In contrast to these defects in selective memory phases, the block with c061;MB-GAL80 significantly impaired all tested memory phases (i.e. 2 min, 2 hours and 9 hours after training; Figure 8C), although a previous study found no significant impairment of 3-hour memory [26]. This is presumably due to the higher restrictive temperature in this study (33°C compared to 31°C), since the effect of Shits1 is sensitive to a small temperature difference [47]. The observed memory impairment with c061;MB-GAL80 should not be attributed to a defect in detecting odor or electric shock itself, as their reflexive avoidance was normal (Figure S6D). Furthermore, blocking after training or experiments at permissive temperature did not cause this phenotype (Figure 9E–9H). We also confirmed that blocking neurons outside our target dopamine neurons by combining GAL80 lines did not impair memory (Figure S6A–S6C and S6E–S6F). Taken together, we propose that electric shock punishment recruits multiple types of dopamine neurons MB-MP1, MB-M3 and MB-MV1/MB-V1 to form parallel memory traces with distinct temporal stability. Additional dopamine neurons might be recruited for signaling aversive reinforcement, since blocking all these dopamine pathways with TH-GAL4 leaves residual memory in contrast to complete abolishment of memory in dDA1 receptor mutants and neuron-specific TH mutants [17], [18], [25], [45], [46].
Dopamine pathways induce memories with distinct temporal dynamics
Contribution of each dopamine neuron to the synthesis of total memory depends on both the magnitude of initial memory and its stability over time. We found that the magnitude of dTRPA1-induced immediate memory depended on the activation temperature and cell type (Figure 10). This implies that the amount of dopamine input represents the strength of reinforcement.

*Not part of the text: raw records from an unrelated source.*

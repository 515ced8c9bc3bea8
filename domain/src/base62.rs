//! Base62 alphabet utilities used for short-token generation.

use rand::Rng;

const ALPHABET: &[u8; 62] = b"0123456789ABCDEFGHIJKLMNOPQRSTUVWXYZabcdefghijklmnopqrstuvwxyz";

/// Returns the base62 alphabet as bytes.
pub fn alphabet() -> &'static [u8] {
    &ALPHABET[..]
}

/// True when `s` is non-empty and made only of base62 symbols.
pub fn is_base62(s: &str) -> bool {
    !s.is_empty() && s.bytes().all(|b| b.is_ascii_alphanumeric())
}

/// Draw `len` symbols uniformly from the alphabet.
pub fn random_string<R: Rng + ?Sized>(rng: &mut R, len: usize) -> String {
    let symbols = alphabet();
    (0..len)
        .map(|_| symbols[rng.gen_range(0..symbols.len())] as char)
        .collect()
}
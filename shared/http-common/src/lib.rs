//! Shared HTTP utilities for the URL shortener workspace.
//!
//! Framework-agnostic helpers: the JSON error envelope, RFC 3339 time
//! conversion, and request-metadata parsing used by the api-server.

use chrono::{DateTime, SecondsFormat, Utc};
use std::net::SocketAddr;
use std::time::SystemTime;

// ============================================================================
// JSON Response Helpers
// ============================================================================

/// Create a structured error JSON with a default message based on the code.
///
/// Returns: `{"error": {"code": "<code>", "message": "<default message>"}}`
pub fn json_err(code: &str) -> serde_json::Value {
    let message = match code {
        "not_found" => "Resource not found",
        "bad_request" => "Bad request",
        "invalid_url" => "Invalid URL",
        "invalid_token" => "Invalid short URL format",
        "unauthorized" => "Unauthorized",
        "forbidden" => "Admin access required",
        "conflict" => "Resource already exists",
        "unavailable" => "Service temporarily unavailable",
        "error" | "internal" => "Internal server error",
        _ => code, // Fallback to code as message for unknown codes
    };
    json_error_with_message(code, message)
}

/// Create a structured error JSON with a custom message.
///
/// Returns: `{"error": {"code": "<code>", "message": "<message>"}}`
pub fn json_error_with_message(code: &str, message: &str) -> serde_json::Value {
    serde_json::json!({"error": {"code": code, "message": message}})
}

/// `{"message": "<message>"}`, the body of acknowledgement-only responses.
pub fn json_message(message: &str) -> serde_json::Value {
    serde_json::json!({ "message": message })
}

// ============================================================================
// Request Metadata
// ============================================================================

/// Extract the API key from an `Authorization` header value. Accepts a bare
/// key or `Bearer <key>`.
pub fn api_key_from_authorization(value: &str) -> Option<&str> {
    let v = value.trim();
    let key = match v.get(..7) {
        Some(prefix) if prefix.eq_ignore_ascii_case("bearer ") => v[7..].trim(),
        _ => v,
    };
    (!key.is_empty()).then_some(key)
}

/// Client address: first hop of `X-Forwarded-For` if present, else the peer.
pub fn client_ip(forwarded_for: Option<&str>, peer: Option<SocketAddr>) -> Option<String> {
    forwarded_for
        .and_then(|h| h.split(',').next())
        .map(str::trim)
        .filter(|s| !s.is_empty())
        .map(str::to_string)
        .or_else(|| peer.map(|p| p.ip().to_string()))
}

// ============================================================================
// Time Utilities
// ============================================================================

/// Convert SystemTime to RFC3339 string (seconds precision, UTC).
pub fn system_time_to_rfc3339(t: SystemTime) -> String {
    let dt: DateTime<Utc> = t.into();
    dt.to_rfc3339_opts(SecondsFormat::Secs, true)
}

pub fn optional_rfc3339(t: Option<SystemTime>) -> Option<String> {
    t.map(system_time_to_rfc3339)
}

/// Parse an RFC3339 string to SystemTime.
///
/// Returns an error if the string is not a valid RFC3339 timestamp.
pub fn parse_rfc3339(s: &str) -> Result<SystemTime, chrono::ParseError> {
    let dt = DateTime::parse_from_rfc3339(s)?;
    Ok(dt.with_timezone(&Utc).into())
}
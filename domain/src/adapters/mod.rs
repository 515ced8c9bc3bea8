//! Adapters that live inside the domain crate for convenience.
//!
//! The in-memory store backs unit tests and the api-server's `memory` mode.
//! The durable store lives in the sqlite-adapter crate.

pub mod memory_repo;
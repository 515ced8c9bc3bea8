//! Centralized configuration for api-server.
//!
//! All environment variables are loaded and validated at startup to fail fast
//! on misconfiguration rather than at request time. A `.env` file, if present,
//! is loaded into the environment before this runs.

use axum::http::HeaderValue;
use std::env;
use std::fmt;
use std::path::PathBuf;

/// Storage backend provider.
#[derive(Debug, Clone, PartialEq, Eq)]
pub enum StorageProvider {
    /// In-memory storage (data lost on restart)
    Memory,
    /// SQLite file-based storage
    Sqlite,
}

impl StorageProvider {
    fn from_str(s: &str) -> Self {
        if s.eq_ignore_ascii_case("memory") {
            Self::Memory
        } else {
            Self::Sqlite
        }
    }
}

/// Log output format.
#[derive(Debug, Clone, PartialEq, Eq)]
pub enum LogFormat {
    Pretty,
    Json,
}

impl LogFormat {
    fn from_str(s: &str) -> Self {
        if s.eq_ignore_ascii_case("json") {
            Self::Json
        } else {
            Self::Pretty
        }
    }
}

/// Configuration error.
#[derive(Debug)]
pub struct ConfigError {
    pub field: &'static str,
    pub message: String,
}

impl fmt::Display for ConfigError {
    fn fmt(&self, f: &mut fmt::Formatter<'_>) -> fmt::Result {
        write!(f, "Configuration error for {}: {}", self.field, self.message)
    }
}

impl std::error::Error for ConfigError {}

/// Server configuration loaded from environment variables.
#[derive(Debug, Clone)]
pub struct Config {
    /// Server port (default: 3001)
    pub port: u16,
    /// CORS allow origin
    pub cors_allow_origin: HeaderValue,
    /// Storage provider (default: sqlite)
    pub storage_provider: StorageProvider,
    /// SQLite database path
    pub db_path: PathBuf,
    /// Secret for the root key; only needed while no root key exists.
    pub root_user_key: Option<String>,
    /// Host of this deployment. Redirects to it are refused.
    pub public_site_host: Option<String>,
    /// Log format
    pub log_format: LogFormat,
}

impl Config {
    /// Load and validate configuration from environment variables.
    pub fn from_env() -> Result<Self, ConfigError> {
        Self::from_lookup(|k| env::var(k).ok())
    }

    fn from_lookup<F: Fn(&str) -> Option<String>>(get: F) -> Result<Self, ConfigError> {
        // Port
        let port = match get("PORT") {
            Some(s) => s.trim().parse().map_err(|_| ConfigError {
                field: "PORT",
                message: format!("'{s}' is not a valid port"),
            })?,
            None => 3001,
        };

        // CORS allow origin
        let cors_origin_str = get("CORS_ALLOW_ORIGIN").unwrap_or_else(|| "*".into());
        let cors_allow_origin = if cors_origin_str == "*" {
            HeaderValue::from_static("*")
        } else {
            HeaderValue::from_str(&cors_origin_str).map_err(|e| ConfigError {
                field: "CORS_ALLOW_ORIGIN",
                message: format!("Invalid header value '{}': {}", cors_origin_str, e),
            })?
        };

        let storage_provider =
            StorageProvider::from_str(&get("STORAGE_PROVIDER").unwrap_or_else(|| "sqlite".into()));

        let db_path = get("DB_PATH")
            .filter(|s| !s.trim().is_empty())
            .map(PathBuf::from)
            .unwrap_or_else(|| PathBuf::from("./data/shortener.db"));

        let root_user_key = get("ROOT_USER_KEY").filter(|s| !s.trim().is_empty());

        let public_site_host = match get("PUBLIC_SITE_URL").filter(|s| !s.trim().is_empty()) {
            Some(raw) => Some(domain::validate::site_host_from_config(&raw).ok_or_else(|| {
                ConfigError {
                    field: "PUBLIC_SITE_URL",
                    message: format!("cannot extract a host from '{raw}'"),
                }
            })?),
            None => None,
        };

        let log_format = LogFormat::from_str(&get("LOG_FORMAT").unwrap_or_else(|| "pretty".into()));

        Ok(Self {
            port,
            cors_allow_origin,
            storage_provider,
            db_path,
            root_user_key,
            public_site_host,
            log_format,
        })
    }

    /// Log warnings about risky configuration.
    pub fn warn_if_insecure(&self) {
        if self.public_site_host.is_none() {
            tracing::warn!(
                "PUBLIC_SITE_URL not set: links pointing back at this shortener will be accepted."
            );
        }
        if self.storage_provider == StorageProvider::Memory {
            tracing::warn!("STORAGE_PROVIDER=memory: keys and links are lost on restart.");
        }
    }
}
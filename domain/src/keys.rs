//! API key management: authentication, issuance, partial updates, and the
//! root key bootstrap.

use base64::engine::general_purpose::URL_SAFE_NO_PAD;
use base64::Engine;
use rand::rngs::OsRng;
use rand::RngCore;
use uuid::Uuid;

use crate::{ApiKey, AuthContext, Clock, CoreError, Field, KeyRepository, MAX_KEY_NAME_LEN, ROOT_KEY_NAME};

/// Partial update of a key. Absent fields are left untouched.
#[derive(Clone, Debug, Default, PartialEq, Eq)]
pub struct KeyUpdate {
    pub name: Field<String>,
    pub is_active: Field<bool>,
    pub is_admin: Field<bool>,
}

/// Outcome of [`KeyStore::bootstrap_root`].
#[derive(Clone, Copy, Debug, PartialEq, Eq)]
pub enum Bootstrap {
    Existing,
    Created,
}

/// 32 random bytes, URL-safe base64 without padding.
pub fn secret_token() -> String {
    let mut buf = [0u8; 32];
    OsRng.fill_bytes(&mut buf);
    URL_SAFE_NO_PAD.encode(buf)
}

fn placeholder_name() -> String {
    let mut buf = [0u8; 6];
    OsRng.fill_bytes(&mut buf);
    format!("User {}", URL_SAFE_NO_PAD.encode(buf))
}

fn check_name_len(name: &str) -> Result<(), CoreError> {
    if name.chars().count() > MAX_KEY_NAME_LEN {
        return Err(CoreError::InvalidKeyName("new key name is too long".into()));
    }
    Ok(())
}

/// Redact a secret for logs: first four characters only.
pub fn redact(secret: &str) -> String {
    let head: String = secret.chars().take(4).collect();
    format!("{head}…")
}

pub struct KeyStore<K: KeyRepository, C: Clock> {
    repo: K,
    clock: C,
}

impl<K: KeyRepository, C: Clock> KeyStore<K, C> {
    pub fn new(repo: K, clock: C) -> Self {
        Self { repo, clock }
    }

    /// Resolve a raw key presented by a caller. Unknown and inactive keys are
    /// both `Unauthorized`. Stamps `last_used_at` on success.
    pub fn authenticate(&self, raw: &str) -> Result<AuthContext, CoreError> {
        let raw = raw.trim();
        if raw.is_empty() {
            return Err(CoreError::Unauthorized);
        }
        let key = match self.repo.find_by_key(raw)? {
            Some(k) if k.is_active => k,
            _ => return Err(CoreError::Unauthorized),
        };
        self.repo.touch_key(key.id, self.clock.now())?;
        Ok(AuthContext {
            key_id: key.id,
            key: key.key,
            name: key.name,
            is_admin: key.is_admin,
        })
    }

    pub fn find_by_key(&self, raw: &str) -> Result<ApiKey, CoreError> {
        self.repo.find_by_key(raw)?.ok_or(CoreError::NotFound)
    }

    pub fn find_by_name(&self, name: &str) -> Result<ApiKey, CoreError> {
        self.repo.find_by_name(name)?.ok_or(CoreError::NotFound)
    }

    pub fn list(&self) -> Result<Vec<ApiKey>, CoreError> {
        self.repo.list_keys()
    }

    /// Issue a new key. An empty name gets a random `User xxxxxxxx` placeholder.
    pub fn create(&self, name: &str, is_admin: bool) -> Result<ApiKey, CoreError> {
        check_name_len(name)?;
        if name == ROOT_KEY_NAME {
            return Err(CoreError::KeyNameTaken);
        }
        let name = if name.is_empty() {
            placeholder_name()
        } else {
            name.to_string()
        };
        if self.repo.find_by_name(&name)?.is_some() {
            return Err(CoreError::KeyNameTaken);
        }

        let now = self.clock.now();
        let key = ApiKey {
            id: Uuid::new_v4(),
            key: secret_token(),
            name,
            is_admin,
            is_active: true,
            created_at: now,
            updated_at: now,
            last_used_at: None,
        };
        match self.repo.insert_key(key.clone()) {
            Ok(()) => Ok(key),
            Err(CoreError::AlreadyExists) => Err(CoreError::KeyNameTaken),
            Err(e) => Err(e),
        }
    }

    /// Apply a partial update to the key whose secret is `target`.
    ///
    /// The root key can never be updated. An update that changes nothing
    /// fails with `NoFieldsToUpdate`.
    pub fn update(&self, target: &str, fields: KeyUpdate) -> Result<ApiKey, CoreError> {
        let mut key = self.find_by_key(target)?;
        if key.is_root() {
            return Err(CoreError::RootKeyProtected);
        }

        let mut changed = false;
        if let Field::Present(name) = fields.name {
            if name != key.name {
                if name.is_empty() {
                    return Err(CoreError::InvalidKeyName("key name required".into()));
                }
                check_name_len(&name)?;
                if name == ROOT_KEY_NAME || self.repo.find_by_name(&name)?.is_some() {
                    return Err(CoreError::KeyNameTaken);
                }
                key.name = name;
                changed = true;
            }
        }
        if let Field::Present(active) = fields.is_active {
            changed |= active != key.is_active;
            key.is_active = active;
        }
        if let Field::Present(admin) = fields.is_admin {
            changed |= admin != key.is_admin;
            key.is_admin = admin;
        }
        if !changed {
            return Err(CoreError::NoFieldsToUpdate);
        }

        key.updated_at = self.clock.now();
        match self.repo.update_key(&key) {
            Ok(()) => Ok(key),
            Err(CoreError::AlreadyExists) => Err(CoreError::KeyNameTaken),
            Err(e) => Err(e),
        }
    }

    /// Delete the key whose secret is `target`.
    pub fn delete(&self, target: &str) -> Result<(), CoreError> {
        let key = self.find_by_key(target)?;
        self.delete_record(&key)
    }

    pub fn delete_by_name(&self, name: &str) -> Result<(), CoreError> {
        let key = self.find_by_name(name)?;
        self.delete_record(&key)
    }

    fn delete_record(&self, key: &ApiKey) -> Result<(), CoreError> {
        if key.is_root() {
            return Err(CoreError::RootKeyProtected);
        }
        self.repo.delete_key(key.id)
    }

    /// Ensure the root key exists, creating it from `secret` if needed.
    pub fn bootstrap_root(&self, secret: Option<&str>) -> Result<Bootstrap, CoreError> {
        if self.repo.find_by_name(ROOT_KEY_NAME)?.is_some() {
            return Ok(Bootstrap::Existing);
        }
        let secret = secret
            .map(str::trim)
            .filter(|s| !s.is_empty())
            .ok_or(CoreError::MissingRootSecret)?;

        let now = self.clock.now();
        self.repo.insert_key(ApiKey {
            id: Uuid::new_v4(),
            key: secret.to_string(),
            name: ROOT_KEY_NAME.to_string(),
            is_admin: true,
            is_active: true,
            created_at: now,
            updated_at: now,
            last_used_at: None,
        })?;
        Ok(Bootstrap::Created)
    }
}
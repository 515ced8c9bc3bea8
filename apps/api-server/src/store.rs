//! Storage selection: one enum over the available repositories, so the rest of
//! the server stays non-generic.

use std::sync::Arc;
use std::time::SystemTime;

use domain::adapters::memory_repo::InMemoryRepo;
use domain::{
    ApiKey, CoreError, KeyId, KeyRepository, Link, LinkId, LinkRepository, LinkVisit, ShortToken,
};

use crate::config::{Config, StorageProvider};

pub enum Store {
    Memory(InMemoryRepo),
    #[cfg(feature = "sqlite")]
    Sqlite(sqlite_adapter::SqliteRepo),
}

pub type SharedStore = Arc<Store>;

/// Forward a call to whichever repository is active.
macro_rules! dispatch {
    ($self:ident, $r:ident => $call:expr) => {
        match $self {
            Store::Memory($r) => $call,
            #[cfg(feature = "sqlite")]
            Store::Sqlite($r) => $call,
        }
    };
}

impl Store {
    pub fn memory() -> Self {
        Self::Memory(InMemoryRepo::new())
    }

    pub fn from_config(cfg: &Config) -> Result<Self, CoreError> {
        match cfg.storage_provider {
            #[cfg(feature = "sqlite")]
            StorageProvider::Sqlite => Ok(Self::Sqlite(sqlite_adapter::SqliteRepo::new(&cfg.db_path)?)),
            #[cfg(not(feature = "sqlite"))]
            StorageProvider::Sqlite => {
                tracing::warn!("built without the sqlite feature; using in-memory storage");
                Ok(Self::memory())
            }
            StorageProvider::Memory => Ok(Self::memory()),
        }
    }

    pub fn kind(&self) -> &'static str {
        match self {
            Store::Memory(_) => "memory",
            #[cfg(feature = "sqlite")]
            Store::Sqlite(_) => "sqlite",
        }
    }
}

impl KeyRepository for Store {
    fn find_by_key(&self, key: &str) -> Result<Option<ApiKey>, CoreError> {
        dispatch!(self, r => r.find_by_key(key))
    }
    fn find_by_name(&self, name: &str) -> Result<Option<ApiKey>, CoreError> {
        dispatch!(self, r => r.find_by_name(name))
    }
    fn find_by_id(&self, id: KeyId) -> Result<Option<ApiKey>, CoreError> {
        dispatch!(self, r => r.find_by_id(id))
    }
    fn list_keys(&self) -> Result<Vec<ApiKey>, CoreError> {
        dispatch!(self, r => r.list_keys())
    }
    fn insert_key(&self, key: ApiKey) -> Result<(), CoreError> {
        dispatch!(self, r => r.insert_key(key))
    }
    fn update_key(&self, key: &ApiKey) -> Result<(), CoreError> {
        dispatch!(self, r => r.update_key(key))
    }
    fn delete_key(&self, id: KeyId) -> Result<(), CoreError> {
        dispatch!(self, r => r.delete_key(id))
    }
    fn touch_key(&self, id: KeyId, at: SystemTime) -> Result<(), CoreError> {
        dispatch!(self, r => r.touch_key(id, at))
    }
}

impl LinkRepository for Store {
    fn get(&self, shortened: &ShortToken) -> Result<Option<Link>, CoreError> {
        dispatch!(self, r => r.get(shortened))
    }
    fn get_active(&self, shortened: &ShortToken) -> Result<Option<Link>, CoreError> {
        dispatch!(self, r => r.get_active(shortened))
    }
    fn insert(&self, link: Link) -> Result<(), CoreError> {
        dispatch!(self, r => r.insert(link))
    }
    fn update(&self, current: &ShortToken, link: &Link) -> Result<(), CoreError> {
        dispatch!(self, r => r.update(current, link))
    }
    fn delete(&self, id: LinkId) -> Result<(), CoreError> {
        dispatch!(self, r => r.delete(id))
    }
    fn list_all(&self) -> Result<Vec<Link>, CoreError> {
        dispatch!(self, r => r.list_all())
    }
    fn list_by_owner(&self, owner: KeyId) -> Result<Vec<Link>, CoreError> {
        dispatch!(self, r => r.list_by_owner(owner))
    }
    fn record_visit(&self, visit: LinkVisit) -> Result<(), CoreError> {
        dispatch!(self, r => r.record_visit(visit))
    }
    fn list_visits(&self, link_id: LinkId) -> Result<Vec<LinkVisit>, CoreError> {
        dispatch!(self, r => r.list_visits(link_id))
    }
    fn sweep_expired(
        &self,
        now: SystemTime,
        stale_before: SystemTime,
        prefix: &str,
    ) -> Result<usize, CoreError> {
        dispatch!(self, r => r.sweep_expired(now, stale_before, prefix))
    }
}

To better understand the role of the distinct reinforcement pathways, we characterized the retention of each memory component in isolation by activating the individual dopamine neurons. Memories induced by these drivers showed remarkable differences in decay dynamics (Figure 11). Initially robust memory induced with c061;MB-GAL80 decayed rapidly over 9 hours. In contrast, memory induced with 5htr1b-GAL4 was highly stable and still significantly present after 9 hours, although initial memory was moderate. This differential memory decay is not due to the magnitude of initial memory, because the equivalent initial memory with NP5272 or with milder activation using c061;MB-GAL80 disappeared completely within 3 hours. In contrast to the similar decay dynamics of memories induced with NP5272 and c061;MB-GAL80 (Figure 11), the requirement of these neurons for the retention of shock-induced memories is qualitatively different (Figure 8). The genetic background or the effect of dTRPA1 at permissive temperature is an unlikely cause of the faster/slower memory decay, because the memory retention of the dTRPA1-expressing flies was indistinguishable when trained with electric shock (Figure S7). Thus, these results suggest that each dopamine pathway to the MB establishes a memory component with unique temporal stability.
Functional synergy and redundancy of multiple memories
The results of activation and inactivation experiments appear to be inconsistent: A simple sum of memory performances by activation of these pathways does not explain selective memory impairments when they are blocked (Figure 8 and Figure 11). For instance, the effect of the blocking MB-M3 neurons with NP5272 was most pronounced for 2-hour memory (Figure 8A), whereas memory induced by activation of the same cells with NP5272 did not last 2 hours (Figure 11). The reason of this apparent discrepancy could be technical, such as the copy number of the effectors and temperature regimes. Alternatively it may suggest a synergistic interaction between memories induced by MB-M3 neurons and other dopamine neurons. We noticed another case of possible interaction that suggests functional redundancy; activation with NP5272 or 5htr1b-GAL4 induced immediate memory (Figure 11), whereas the block with these drivers did not show significant short-term defect (Figure 8A–8B).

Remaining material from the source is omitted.